I’ve been grappling with vSphere with Tanzu for the past week or so and while I haven’t completely nailed how things operate end to end in this new world, i’ve been able to get to a point beyond the common “kubectl get nodes” which is where plenty of people kicking the tyres get to… and then stop. There also isn’t a lot of straight forward content out there on how to quickly fix issues that come up after the deployment of a Tanzu Kubernetes Grid instance into a fresh namespace. There are kubernetes security and kubernetes storage volumes to deal with and for those not familiar with or new to Kubernetes… it can drive you mad!

The Problem:

When looking to install stateful applications with stateful kubernetes volumes using Helm Charts the deployments where stuck with PODs status being stuck Pending. Basically the Dynamic Persistent Volumes Claims leveraging the Tanzu Storage Class was not able to do its thing. Persistent storage in Kubernetes is one of the things that I have struggled with… having really only clicked more recently. The concept of storage classes, persistent disks and claims can seem a little complex when coming from traditional physical or virtual machines.. but without persistence, Kubernetes and containers wouldn’t be gaining traction.

About Kubernetes Statefulness, Persistent Volume Claims and Disks and Dynamic Volumes
Stateful applications, save data between sessions and require persistent storage to store the data. The retained data is called the application’s state. You can later retrieve the data and use it in the next session. Kubernetes offers persistent volumes as objects capable of retaining their state and data. In the vSphere environment, the persistent volume objects are backed by virtual disks that reside on datastores. Datastores are represented by storage policies. After the vSphere administrator creates a storage policy, for example gold, and assigns it to a namespace in a Supervisor Cluster, the storage policy appears as a matching Kubernetes storage class in the Supervisor Namespace and any available Tanzu Kubernetes clusters. As a TKG Cluster user, you can use the storage class in your persistent volume claim specifications. You can then deploy an application that uses storage from the persistent volume claim.

Tanzu automatically configures a Storage Class backed by the Storage Policies we created and references in the Workload Management setup. This is leveraging the vSphere CSI Provisioner and as mentioned above, Dynamic Provisioning… so this should have worked?

The Error:

When looking to deploy solutions or individual POD s either directly from the kubectl command line or using Helm Charts into the default or a custom namespace, objects where getting created, but I was seeing PODs in a pending state

Looking into the events of the namespaces was seeing event entries as seen below.

So basically the POD has unbound immediate Persistent volume Claims because no persistent volumes are available for the claim due to some issue with detecting the available storage class. Working with a couple of people and through a lot of trial and error I came up with a couple ways to fix this.

The Fix: 

For the Helm Chat install, the quickest and surest way to ensure that the deployment is successful is to specify the Storage Class as part of the Helm install command.
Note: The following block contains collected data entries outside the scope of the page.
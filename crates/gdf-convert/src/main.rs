//! Convert GDF collar logs into one delimited fix table.
use std::path::PathBuf;

use chrono::FixedOffset;
use clap::{ArgAction, Parser};
use tracing::{error, info};
use tracing_subscriber::EnvFilter;

use gdf_telem::{
    batch::{Batch, BatchOptions},
    FormatOptions, GdfResult,
};

#[derive(Debug, Parser)]
#[command(version, about)]
struct Cli {
    /// GDF files to convert. Missing or non-GDF paths are skipped.
    #[arg(required = true)]
    files: Vec<PathBuf>,

    /// Output table.
    #[arg(short, long, default_value = "gdfConverted.txt")]
    output: PathBuf,

    /// Field delimiter: `tab`, `comma` or any single character.
    #[arg(short, long, default_value = "tab", value_parser = parse_delimiter)]
    delimiter: char,

    /// Offset of the local time columns from UTC, e.g. -08:00.
    #[arg(long, default_value = "-08:00", allow_hyphen_values = true)]
    utc_offset: FixedOffset,

    /// Expected input file extension.
    #[arg(long, default_value = gdf_telem::batch::DEFAULT_EXTENSION)]
    extension: String,

    /// Append to an existing output table instead of replacing it.
    #[arg(long)]
    append: bool,

    /// Decode files one at a time.
    #[arg(long)]
    sequential: bool,

    /// More logging (-v, -vv).
    #[arg(short, long, action = ArgAction::Count)]
    verbose: u8,
}

fn parse_delimiter(s: &str) -> Result<char, String> {
    match s {
        "tab" | "\\t" => Ok('\t'),
        "comma" => Ok(','),
        _ => {
            let mut chars = s.chars();
            match (chars.next(), chars.next()) {
                (Some(c), None) => Ok(c),
                _ => Err(format!("delimiter must be one character, got {s:?}")),
            }
        }
    }
}

fn init_tracing(verbose: u8) {
    let level = match verbose {
        0 => "warn",
        1 => "info",
        2 => "debug",
        _ => "trace",
    };
    let filter = EnvFilter::try_from_default_env().unwrap_or_else(|_| EnvFilter::new(level));
    tracing_subscriber::fmt()
        .with_env_filter(filter)
        .with_writer(std::io::stderr)
        .init();
}

fn main() -> GdfResult<()> {
    let cli = Cli::parse();
    init_tracing(cli.verbose);

    let options = BatchOptions {
        format: FormatOptions::default()
            .with_delimiter(cli.delimiter)
            .with_local_offset(cli.utc_offset),
        extension: cli.extension,
        parallel: !cli.sequential,
    };
    let batch = Batch::new(options);
    match batch.convert_to_file(&cli.files, &cli.output, cli.append) {
        Ok(report) => {
            info!(
                "wrote {} row(s) from {} file(s) to {}",
                report.rows(),
                report.converted.len(),
                cli.output.display()
            );
            Ok(())
        }
        Err(e) => {
            error!("{}: {}", cli.output.display(), e);
            Err(e)
        }
    }
}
By using the specific –set flag, we are forcing Helm to overwrite the default configuration which would be to pick up and use the default Storage Class. If this was setup correctly as it expects, there would be no issues. What I noticed in my initial troubleshooting was that the configured Storage Class was not marked as default as shown below

Using a kubectl patch operation, we can set the Storage Class to be default.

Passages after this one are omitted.